Former+Missouri+Tiger+and+current+St.+Louis+BattleHawks+wide+receiver+L%27Damian+Washington+%282%29+jogs+down+the+field+Sunday+in+St.+Louis.+%5BMathew+Kirby%2FFor+the+Tribune%5D

Mathew Kirby/For the Tribune

Former Missouri Tiger and current St. Louis BattleHawks wide receiver L'Damian Washington (2) jogs down the field Sunday in St. Louis. [Mathew Kirby/For the Tribune]

Since the Rams left in 2016, St. Louis has had to live without professional football; however, the Xtreme Football League (XFL) has brought the sport back.

In 2018, Alpha Entertainment announced the creation of the ten team league, which included the St. Louis Battlehawks. After five weeks of playing, and a 3-2 record, the XFL has shut down its season due to COVID-19.

“It sucks honestly,” sophomore Sam Nordstrom said. “I was excited for this season and just to have football again.”

After the first home game for the Battlehawks against the New York Guardians at the Dome at America’s Center, Feb. 16, the XFL announced that St. Louis had the best attendance in the league, with a sold out home opener of more than twenty-nine thousand fans in attendance.

“I would say our fans get a lot more angry with the other teams,” Nordstrom said. “I’ve lived in New York [and] been to a game in California, but nothing compares to St. Louis. It almost felt like the game was to prove a point to [Los Angeles Rams owner Stan] Kroenke after he trashed our city, and we showed out and proved him wrong.”

A former season ticket holder for the Rams, English teacher Dan Barnes used to have decorations all over his classroom walls. The day after the announcement that the Rams were leaving, the decorations were gone.

“I actually came into school early the day after the announcement and took them all down,” Barnes said. “I had gone to all the rallies and done everything I could to get them to stay, and I felt lied to when they left.”
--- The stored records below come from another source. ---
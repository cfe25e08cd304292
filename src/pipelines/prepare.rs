//! Annotation-input preparation pipeline.
//!
//! Turns a source directory of export files into one deduplicated,
//! annotation-ready `.jsonl` corpus:
//!
//! 1. discover export files,
//! 1. segment each into per-document blocks and extract fields per the
//!    source profile,
//! 1. deduplicate by id (last write wins),
//! 1. optionally keep only records matching a keyword file,
//! 1. write records out in shuffled order.
use std::fs;
use std::path::{Path, PathBuf};
use std::str::FromStr;

use glob::glob;
use log::{info, warn};
use rand::seq::SliceRandom;
use rand::thread_rng;

use crate::error::Error;
use crate::io::writer::CorpusWriter;
use crate::matching::{MatchingEngine, PatternRegistry};
use crate::processing::dedup;
use crate::sources::{jsonl, segment, ExtractionProfile, DOCUMENT_DELIMITER};

use super::pipeline::Pipeline;
use super::types::Record;

/// What kind of export a source holds, and how to extract fields from it.
#[derive(Debug, Clone, Copy, PartialEq, Eq)]
pub enum SourceProfile {
    /// Bulk text exports with author/date at fixed positions.
    Positional,
    /// Bulk text exports where byline and date are searched for.
    Heuristic,
    /// One JSON object per article, fields mapped directly.
    Prestructured,
}

impl FromStr for SourceProfile {
    type Err = String;

    fn from_str(s: &str) -> Result<Self, Self::Err> {
        match s {
            "positional" => Ok(Self::Positional),
            "heuristic" => Ok(Self::Heuristic),
            "jsonl" => Ok(Self::Prestructured),
            other => Err(format!(
                "unknown source profile: {other} (expected positional, heuristic or jsonl)"
            )),
        }
    }
}

pub struct Prepare {
    src: PathBuf,
    dst: PathBuf,
    profile: SourceProfile,
    keywords: Option<PathBuf>,
    label: String,
    tokenizer: String,
    wrap_regex: bool,
}

impl Prepare {
    #[allow(clippy::too_many_arguments)]
    pub fn new(
        src: PathBuf,
        dst: PathBuf,
        profile: SourceProfile,
        keywords: Option<PathBuf>,
        label: String,
        tokenizer: String,
        wrap_regex: bool,
    ) -> Self {
        Self {
            src,
            dst,
            profile,
            keywords,
            label,
            tokenizer,
            wrap_regex,
        }
    }

    /// Export files for bulk profiles: the source itself if it is a file,
    /// otherwise every `*.txt` under the source directory.
    fn export_paths(&self) -> Result<Vec<PathBuf>, Error> {
        if self.src.is_file() {
            return Ok(vec![self.src.clone()]);
        }
        let pattern = self.src.join("*.txt");
        let paths = glob(&pattern.to_string_lossy())?
            .collect::<Result<Vec<PathBuf>, glob::GlobError>>()?;
        if paths.is_empty() {
            return Err(Error::Custom(format!("no export files in {:?}", self.src)));
        }
        Ok(paths)
    }

    /// Segment and extract every document of every export file.
    ///
    /// Blocks with no paragraphs cannot yield a title; they are logged and
    /// skipped, everything else aborts the run.
    fn collect_records(&self) -> Result<Vec<Record>, Error> {
        let extraction = match self.profile {
            SourceProfile::Positional => ExtractionProfile::Positional,
            SourceProfile::Heuristic => ExtractionProfile::Heuristic,
            SourceProfile::Prestructured => return jsonl::read_prestructured(&self.src),
        };

        let paths = self.export_paths()?;
        info!("{} export files", paths.len());

        let mut records = Vec::new();
        for path in paths {
            let text = fs::read_to_string(&path)?;
            for block in segment(&text, &DOCUMENT_DELIMITER)? {
                match extraction.extract(&block) {
                    Ok(record) => records.push(record),
                    Err(Error::EmptyBlock(id)) => warn!("skipping empty result {}", id),
                    Err(e) => return Err(e),
                }
            }
        }
        info!("{} extracted docs", records.len());
        Ok(records)
    }

    /// Keep only records with at least one keyword match in title or body.
    fn keyword_filter(&self, records: Vec<Record>, keywords: &Path) -> Result<Vec<Record>, Error> {
        let registry = PatternRegistry::from_path(keywords, &self.label, self.wrap_regex)?;
        let engine = MatchingEngine::for_model(&registry, &self.tokenizer)?;

        let hits: Vec<Record> = records
            .into_iter()
            .filter(|record| !engine.find_matches(&record.search_text()).is_empty())
            .collect();
        info!("{} docs containing keywords", hits.len());
        Ok(hits)
    }
}

impl Pipeline<()> for Prepare {
    fn version() -> &'static str {
        "0.1.0"
    }

    fn run(&self) -> Result<(), Error> {
        let records = self.collect_records()?;
        let mut records = dedup(records);

        if let Some(keywords) = &self.keywords {
            records = self.keyword_filter(records, keywords)?;
        }

        // annotation inputs go out in shuffled order
        records.shuffle(&mut thread_rng());

        let mut writer = CorpusWriter::create(&self.dst)?;
        for record in &records {
            writer.write_line(record)?;
        }
        writer.flush()?;
        info!("wrote {} records to {:?}", records.len(), self.dst);
        Ok(())
    }
}
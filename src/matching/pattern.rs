//! Keyword pattern compilation.
//!
//! A keyword file line like `machine translat.* system` compiles into one
//! rule per whitespace-delimited token: plain tokens match on lowercase
//! equality, tokens carrying regex metacharacters match their lowercase
//! surface form against the token as a regex.
use regex::Regex;

use crate::error::Error;

/// Characters that promote a token to a regex rule.
const REGEX_SYMBOLS: [char; 8] = ['+', '*', '[', ']', '\\', '^', '$', '.'];

/// Comment marker for keyword files.
pub const COMMENT_MARKER: char = '#';

/// A matching condition for a single token position.
#[derive(Debug, Clone)]
pub enum TokenRule {
    /// Matches when the token's lowercase form equals the value.
    ExactLower(String),
    /// Matches when the token's lowercase form matches the regex.
    RegexLower(Regex),
}

impl TokenRule {
    pub fn is_match(&self, lower: &str) -> bool {
        match self {
            TokenRule::ExactLower(value) => value == lower,
            TokenRule::RegexLower(re) => re.is_match(lower),
        }
    }
}

/// An ordered rule sequence compiled from one keyword line, plus its label.
#[derive(Debug, Clone)]
pub struct Pattern {
    rules: Vec<TokenRule>,
    label: String,
}

impl Pattern {
    /// Compile a keyword line into a [Pattern].
    ///
    /// Rule order preserves token order, so a line can mix literal words and
    /// regex-governed tokens. With `wrap_regex` on, regex rules are anchored
    /// (`^...$`) and match whole tokens rather than substrings.
    ///
    /// Empty lines and comment lines are invalid here: callers filter
    /// comments at load time.
    pub fn compile(line: &str, label: &str, wrap_regex: bool) -> Result<Self, Error> {
        if line.trim().is_empty() {
            return Err(Error::InvalidPattern("empty keyword line".to_string()));
        }
        if line.starts_with(COMMENT_MARKER) {
            return Err(Error::InvalidPattern(format!(
                "comment line passed to the pattern compiler: {line}"
            )));
        }

        let rules = line
            .split_whitespace()
            .map(|token| {
                let lower = token.to_lowercase();
                if token.contains(&REGEX_SYMBOLS[..]) {
                    let body = if wrap_regex {
                        format!("^{lower}$")
                    } else {
                        lower
                    };
                    Ok(TokenRule::RegexLower(Regex::new(&body)?))
                } else {
                    Ok(TokenRule::ExactLower(lower))
                }
            })
            .collect::<Result<Vec<TokenRule>, Error>>()?;

        Ok(Self {
            rules,
            label: label.to_string(),
        })
    }

    pub fn rules(&self) -> &[TokenRule] {
        &self.rules
    }

    pub fn label(&self) -> &str {
        &self.label
    }

    /// Number of tokens this pattern consumes.
    pub fn len(&self) -> usize {
        self.rules.len()
    }

    pub fn is_empty(&self) -> bool {
        self.rules.is_empty()
    }
}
Junior Griffin Snyder, who moved from California to St. Louis, has never followed the Rams like the rest of the St. Louis natives in the school.
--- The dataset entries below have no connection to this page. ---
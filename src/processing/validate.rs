//! Offline consistency checks for annotation inputs.
//!
//! Extraction does not validate inline; this pass asserts the record
//! invariants over a prepared file and fails on the first violation.
use std::path::Path;

use log::info;
use serde_json::Value;

use crate::error::Error;
use crate::io::reader::JsonlFileReader;

/// Fields that must exist and be string-or-null.
const NULLABLE_STRING_FIELDS: [&str; 3] = ["title", "author", "date"];

/// Validate every record of a prepared `.jsonl` file.
///
/// Returns the number of valid records, or [Error::Validation] naming the
/// first offending line and invariant.
pub fn validate_file(src: &Path) -> Result<usize, Error> {
    let mut count = 0;
    for (idx, value) in JsonlFileReader::from_path(src)?.enumerate() {
        let line = idx + 1;
        validate_record(&value?).map_err(|violation| {
            Error::Validation(format!("{:?} line {line}: {violation}", src))
        })?;
        count += 1;
    }
    info!("{} records valid in {:?}", count, src);
    Ok(count)
}

/// Check one record against the corpus invariants.
pub fn validate_record(value: &Value) -> Result<(), String> {
    let record = value
        .as_object()
        .ok_or_else(|| "record is not an object".to_string())?;

    match record.get("id") {
        Some(Value::String(id)) if !id.trim().is_empty() => {}
        Some(Value::String(_)) => return Err("id is empty".to_string()),
        Some(_) => return Err("id is not a string".to_string()),
        None => return Err("id is missing".to_string()),
    }

    for field in NULLABLE_STRING_FIELDS {
        match record.get(field) {
            Some(Value::String(_)) | Some(Value::Null) => {}
            Some(_) => return Err(format!("{field} is neither string nor null")),
            None => return Err(format!("{field} is missing")),
        }
    }

    match record.get("text") {
        Some(Value::Array(paragraphs)) => {
            if paragraphs.is_empty() {
                return Err("text is empty".to_string());
            }
            if !paragraphs.iter().all(Value::is_string) {
                return Err("text contains non-string paragraphs".to_string());
            }
        }
        Some(_) => return Err("text is not an array".to_string()),
        None => return Err("text is missing".to_string()),
    }

    Ok(())
}
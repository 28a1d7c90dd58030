//! Fermion standard shapes
//!
//! The shape plugins shipped with Fermion:
//! - `point`: a single fixed position
//! - `box`: uniform sampling inside an axis-aligned box
//! - `sphere`: uniform sampling inside a ball
//! - `extended shape`: decorator stretching any shape along z

pub mod box_shape;
pub mod extended;
pub mod point;
pub mod sphere;

pub use box_shape::{BoxPlugin, BoxShape};
pub use extended::{ExtendedShape, ExtendedShapePlugin};
pub use point::{PointPlugin, PointShape};
pub use sphere::{SpherePlugin, SphereShape};

use fermion_plugin::ShapeFactory;

/// A factory with every standard shape family registered.
pub fn standard_factory() -> ShapeFactory {
    ShapeFactory::new()
        .with_plugin(PointPlugin)
        .with_plugin(BoxPlugin)
        .with_plugin(SpherePlugin)
        .with_plugin(ExtendedShapePlugin)
}

#[cfg(test)]
mod tests {
    use super::*;
    use fermion_core::Input;
    use fermion_plugin::{Shape, ShapeError};
    use rand::rngs::StdRng;
    use rand::SeedableRng;
    use std::sync::Arc;

    /// Route construction warnings to the test writer.
    fn init_tracing() {
        let _ = tracing_subscriber::fmt()
            .with_test_writer()
            .try_init();
    }

    #[test]
    fn end_to_end_inline_definition() {
        init_tracing();
        let text = r#"
            :start shape:
                library = extended shape
                :start shape:
                    library  = point
                    position = 1 1 0
                :stop shape:
                extension = 2.0 5.0
            :stop shape:
        "#;
        let mut input = Input::parse(text).unwrap();
        let factory = standard_factory();
        let shape = factory.construct(&mut input).unwrap();

        let mut rng = StdRng::seed_from_u64(11);
        for _ in 0..100 {
            let p = shape.sample(&mut rng);
            assert_eq!((p.x, p.y), (1.0, 1.0));
            assert!((2.0..=5.0).contains(&p.z));
        }
    }

    #[test]
    fn end_to_end_reference_definition() {
        let mut factory = standard_factory();

        let mut base = Input::parse(
            ":start shape:\n library = point\n position = 0 0 0\n name = base\n:stop shape:",
        )
        .unwrap();
        let base: Arc<dyn Shape> = factory.construct_and_register(&mut base).unwrap();

        let mut ext = Input::parse(
            ":start shape:\n library = extended shape\n shape name = base\n extension = -1 1\n:stop shape:",
        )
        .unwrap();
        let shape = factory.construct(&mut ext).unwrap();

        let mut rng = StdRng::seed_from_u64(5);
        let p = shape.sample(&mut rng);
        assert_eq!((p.x, p.y), (0.0, 0.0));
        assert!((-1.0..=1.0).contains(&p.z));
        assert!(Arc::strong_count(&base) >= 2);
    }

    #[test]
    fn every_plugin_has_a_parsable_example() {
        let factory = standard_factory();
        for library in ["point", "box", "sphere"] {
            let example = factory.plugin(library).unwrap().example();
            let mut input = Input::parse(example).unwrap();
            assert!(
                factory.construct(&mut input).is_ok(),
                "example for '{library}' does not construct"
            );
        }
    }

    #[test]
    fn construction_failure_surfaces_as_error_not_panic() {
        init_tracing();
        let factory = standard_factory();
        let mut input = Input::parse(
            ":start shape:\n library = extended shape\n extension = 1\n:stop shape:",
        )
        .unwrap();
        assert!(matches!(
            factory.construct(&mut input).unwrap_err(),
            ShapeError::InvalidConfiguration { .. }
        ));
    }
}
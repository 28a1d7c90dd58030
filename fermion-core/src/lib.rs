//! Fermion Core - Fundamental types
//!
//! This crate provides the core types used throughout Fermion:
//! - `Input`: Hierarchical configuration blocks with typed field extraction
//! - `Transform`: Affine shape transform (rotation + translation)
//! - `InputError`: Extraction and parse errors

mod error;
mod input;
mod transform;

pub use error::InputError;
pub use input::Input;
pub use transform::Transform;

/// Prelude for convenient imports
pub mod prelude {
    pub use crate::{Input, InputError, Transform};
    pub use nalgebra::Vector3;
}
“I actually was a [Detroit] Lions fan, but I went to one or two [Rams] games a year back in California,” Snyder said. “I was disappointed when we moved last year because football is a big part of my life, and the closest football team is four hours away. At first, I wasn’t super excited, but I’ve started to follow the [Battlehawks] team more; they’re definetly my favorite XFL team.”

When the Rams left, the Dome at America’s Center downtown was left with no purpose, but now, it can be the home of the Battlehawks for at least the next two years. The XFL was given a start-up for the first two years from the NFL, and after that, the XFL is on its own financially.
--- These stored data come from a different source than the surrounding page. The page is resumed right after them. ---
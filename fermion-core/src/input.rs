//! Hierarchical input blocks
//!
//! The input language is line-oriented: `key = value` entries and nested
//! blocks delimited by `:start name:` / `:stop name:`. A parsed block is an
//! `Input` node; nested blocks are themselves `Input` nodes, so a shape
//! definition can carry another shape definition inside it to arbitrary
//! depth.
//!
//! Extraction is typed. Absence (`NotFound`) is recoverable and distinct
//! from a present-but-unreadable value (`Malformed`); see `InputError`.

use crate::InputError;

#[derive(Debug, Clone, PartialEq)]
enum Item {
    Entry { key: String, value: String },
    Block(Input),
}

/// A named configuration block: ordered scalar entries plus nested blocks.
#[derive(Debug, Clone, PartialEq)]
pub struct Input {
    name: String,
    items: Vec<Item>,
}

impl Input {
    pub fn new(name: impl Into<String>) -> Self {
        Self {
            name: name.into(),
            items: Vec::new(),
        }
    }

    /// Delimiter name of this block (e.g. "shape").
    pub fn name(&self) -> &str {
        &self.name
    }

    /// Builder: add a `key = value` entry.
    pub fn with_entry(mut self, key: impl Into<String>, value: impl Into<String>) -> Self {
        self.items.push(Item::Entry {
            key: key.into(),
            value: value.into(),
        });
        self
    }

    /// Builder: add a nested block.
    pub fn with_block(mut self, block: Input) -> Self {
        self.items.push(Item::Block(block));
        self
    }

    // ========== Typed extraction ==========

    /// Raw text of the first entry with this key.
    pub fn get_string(&self, key: &str) -> Result<&str, InputError> {
        self.items
            .iter()
            .find_map(|item| match item {
                Item::Entry { key: k, value } if k == key => Some(value.as_str()),
                _ => None,
            })
            .ok_or_else(|| InputError::not_found(key))
    }

    /// Whitespace-separated real numbers under this key.
    pub fn get_floats(&self, key: &str) -> Result<Vec<f64>, InputError> {
        let raw = self.get_string(key)?;
        raw.split_whitespace()
            .map(|tok| {
                tok.parse::<f64>()
                    .map_err(|_| InputError::malformed(key, format!("'{tok}' is not a number")))
            })
            .collect()
    }

    /// A single real number under this key.
    pub fn get_float(&self, key: &str) -> Result<f64, InputError> {
        let values = self.get_floats(key)?;
        match values.as_slice() {
            [v] => Ok(*v),
            other => Err(InputError::malformed(
                key,
                format!("expected 1 number, got {}", other.len()),
            )),
        }
    }

    /// Exactly two real numbers under this key.
    pub fn get_float_pair(&self, key: &str) -> Result<(f64, f64), InputError> {
        let values = self.get_floats(key)?;
        match values.as_slice() {
            [a, b] => Ok((*a, *b)),
            other => Err(InputError::malformed(
                key,
                format!("expected 2 numbers, got {}", other.len()),
            )),
        }
    }

    /// Exactly three real numbers under this key.
    pub fn get_float_triple(&self, key: &str) -> Result<(f64, f64, f64), InputError> {
        let values = self.get_floats(key)?;
        match values.as_slice() {
            [a, b, c] => Ok((*a, *b, *c)),
            other => Err(InputError::malformed(
                key,
                format!("expected 3 numbers, got {}", other.len()),
            )),
        }
    }

    /// Borrow the first nested block with this delimiter name.
    pub fn block(&self, name: &str) -> Option<&Input> {
        self.items.iter().find_map(|item| match item {
            Item::Block(b) if b.name == name => Some(b),
            _ => None,
        })
    }

    /// Remove and return the first nested block with this delimiter name.
    ///
    /// At most one block per requested type is honored; any duplicates stay
    /// behind and are ignored by well-formed consumers.
    pub fn take_block(&mut self, name: &str) -> Option<Input> {
        let pos = self.items.iter().position(
            |item| matches!(item, Item::Block(b) if b.name == name),
        )?;
        match self.items.remove(pos) {
            Item::Block(b) => Some(b),
            Item::Entry { .. } => unreachable!("position matched a block"),
        }
    }

    // ========== Parsing ==========

    /// Parse a single top-level block from text.
    ///
    /// Comments start with `#` and run to end of line. The text must contain
    /// exactly one top-level `:start name:` ... `:stop name:` block.
    pub fn parse(text: &str) -> Result<Input, InputError> {
        let mut stack: Vec<Input> = Vec::new();
        let mut root: Option<Input> = None;

        for (idx, raw_line) in text.lines().enumerate() {
            let line_no = idx + 1;
            let line = strip_comment(raw_line).trim();
            if line.is_empty() {
                continue;
            }

            if let Some(name) = delimiter(line, "start") {
                if root.is_some() && stack.is_empty() {
                    return Err(InputError::Syntax {
                        line: line_no,
                        reason: "more than one top-level block".into(),
                    });
                }
                stack.push(Input::new(name));
                continue;
            }

            if let Some(name) = delimiter(line, "stop") {
                let block = stack.pop().ok_or_else(|| InputError::Syntax {
                    line: line_no,
                    reason: format!(":stop {name}: without matching :start:"),
                })?;
                if block.name != name {
                    return Err(InputError::Syntax {
                        line: line_no,
                        reason: format!(":stop {name}: closes :start {}:", block.name),
                    });
                }
                match stack.last_mut() {
                    Some(parent) => parent.items.push(Item::Block(block)),
                    None => root = Some(block),
                }
                continue;
            }

            let Some((key, value)) = line.split_once('=') else {
                return Err(InputError::Syntax {
                    line: line_no,
                    reason: format!("expected 'key = value', got '{line}'"),
                });
            };
            let parent = stack.last_mut().ok_or_else(|| InputError::Syntax {
                line: line_no,
                reason: "entry outside any block".into(),
            })?;
            parent.items.push(Item::Entry {
                key: key.trim().to_string(),
                value: value.trim().to_string(),
            });
        }

        if let Some(open) = stack.last() {
            return Err(InputError::Syntax {
                line: text.lines().count(),
                reason: format!("unterminated block '{}'", open.name),
            });
        }
        root.ok_or(InputError::Syntax {
            line: 0,
            reason: "no block found".into(),
        })
    }
}

fn strip_comment(line: &str) -> &str {
    match line.find('#') {
        Some(pos) => &line[..pos],
        None => line,
    }
}

/// Match `:start name:` / `:stop name:` delimiter lines.
fn delimiter<'a>(line: &'a str, kind: &str) -> Option<&'a str> {
    let rest = line.strip_prefix(':')?.strip_suffix(':')?;
    let name = rest.strip_prefix(kind)?.trim();
    if name.is_empty() {
        None
    } else {
        Some(name)
    }
}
“I think a lot of people were angry about the Rams leaving for a lot of reasons, but one of them was definitely because it left the dome with nobody to call it their home,” sophomore Gavin Stolz said. “The energy at the Battlehawks game was crazy though, and I think everybody is content with the new home team.”

After five weeks of football and building their fan base, the Battlehawks inaugural season was cut short.

“It was really disappointing,” Stolz said. “When the NBA closed I wasn’t too sad, and even when the MLB shut down it wasn’t as bad as hearing that a league in its first season was already done because of something they couldn’t control.”

Having developed their fanbase over the short season, the XFL have amassed more than 602,000 Instagram followers, and the Battlehawks have gained more than 126,000 followers.

“When they said we had the best attendance in the league, I knew we were going to have a great season,” Nordstrom said. “You hate to see what happened, even if it was for the best. Hopefully, they can come out next year an even better team than the year before.”